On 9/7/17, 7:50 AM, "Patrick Alwell" <palw...@hortonworks.com> wrote:



Sounds like an S3 bug. Can you replicate locally with HDFS?



Try using S3a protocol too; there is a jar you can leverage like so: 
spark-submit --packages 
com.amazonaws:aws-java-sdk:1.7.4,org.apache.hadoop:hadoop-aws:2.7.3 
my_spark_program.py



EMR can sometimes be buggy. :/



You could also try leveraging EC2 nodes and manually creating a cluster 
with password less SSH.



But I feel your pain man, I’ve had weird issues with Redshift and EMR as 
well.



Let me know if you can or can’t replicate locally; and I can bring it up 
with our S3 team for the next release of HDP and we can file a bug with AWS.



-Pat



On 9/7/17, 2:59 AM, "JG Perrin" <jper...@lumeris.com> wrote:



Are you assuming that all partitions are of equal size?
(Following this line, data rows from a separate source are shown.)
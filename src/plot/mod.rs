//! Plotting: terminal ASCII plots and chart files.

pub mod ascii;
pub mod chart;

pub use ascii::*;
pub use chart::*;
//! Model evaluation for the V / W kinetics.
//!
//! The fitter relies on two primitive operations:
//! - predict y(t) given parameters (for residuals/plots)
//! - fill a Jacobian row `∂y/∂p` (for Levenberg-Marquardt)

use crate::domain::KineticModel;
use crate::math::{lag_growth, lag_growth_dtau, saturation, saturation_dtau};

/// Predict `y(t)` for the given model.
///
/// `params` is `[τ]` for V and `[A, τ]` for W.
pub fn predict(model: KineticModel, t: f64, params: &[f64]) -> f64 {
    match model {
        KineticModel::V => saturation(t, params[0]),
        KineticModel::W => params[0] * lag_growth(t, params[1]),
    }
}

/// Fill `∂y/∂p` at `t` for the given model.
///
/// # Panics
/// Panics if `out` or `params` do not have length `model.param_count()`.
pub fn fill_jacobian_row(model: KineticModel, t: f64, params: &[f64], out: &mut [f64]) {
    match model {
        KineticModel::V => {
            out[0] = saturation_dtau(t, params[0]);
        }
        KineticModel::W => {
            out[0] = lag_growth(t, params[1]);
            out[1] = params[0] * lag_growth_dtau(t, params[1]);
        }
    }
}

/// Sample `model` on `n` evenly spaced times over `[t_min, t_max]`.
pub fn sample_model(model: KineticModel, params: &[f64], t_min: f64, t_max: f64, n: usize) -> Vec<(f64, f64)> {
    crate::interp::linspace(t_min, t_max, n)
        .into_iter()
        .map(|t| (t, predict(model, t, params)))
        .collect()
}
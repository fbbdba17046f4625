//! Mathematical utilities: kinetic basis functions, linear and nonlinear least squares.

pub mod basis;
pub mod lm;
pub mod ols;

pub use basis::*;
pub use lm::*;
pub use ols::*;
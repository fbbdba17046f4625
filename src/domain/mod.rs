//! Domain types used throughout the pipeline.
//!
//! This module defines:
//!
//! - model/method enums (`KineticModel`, `InterpMethod`)
//! - observation points (`DataPoint`) and dataset stats
//! - run configurations (`InterpConfig`, `GrowthConfig`, `SynthConfig`)
//! - saved outputs (`CurveFile`)

pub mod types;

pub use types::*;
Did you try 
with more partitions (like repartitioning)? Does the error always happen with 
the last (or smaller) file? If you are sending to redshift, why not use the 
JDBC driver?



-Original Message-

From: abbim [mailto:ab...@amazon.com]

Sent: Thursday, September 07, 2017 1:02 AM

To: user@spark.apache.org

    Subject: CSV write to S3 failing silently with partial completion



Hi all,

My team has been experiencing a recurring unpredictable bug where only 
a partial write to CSV in S3 on one partition of our Dataset is performed. For 
example, in a Dataset of 10 partitions written to CSV in S3, we might see 9 of 
the partitions as 2.8 GB in size, but one of them as 1.6 GB. However, the job 
does not exit with an error code.



This becomes problematic in the following ways:

1. When we copy the data to Redshift, we get a bad decrypt error on the 
partial file, suggesting that the failure occurred at a weird byte in the file.

2. We lose data - sometimes as much as 10%.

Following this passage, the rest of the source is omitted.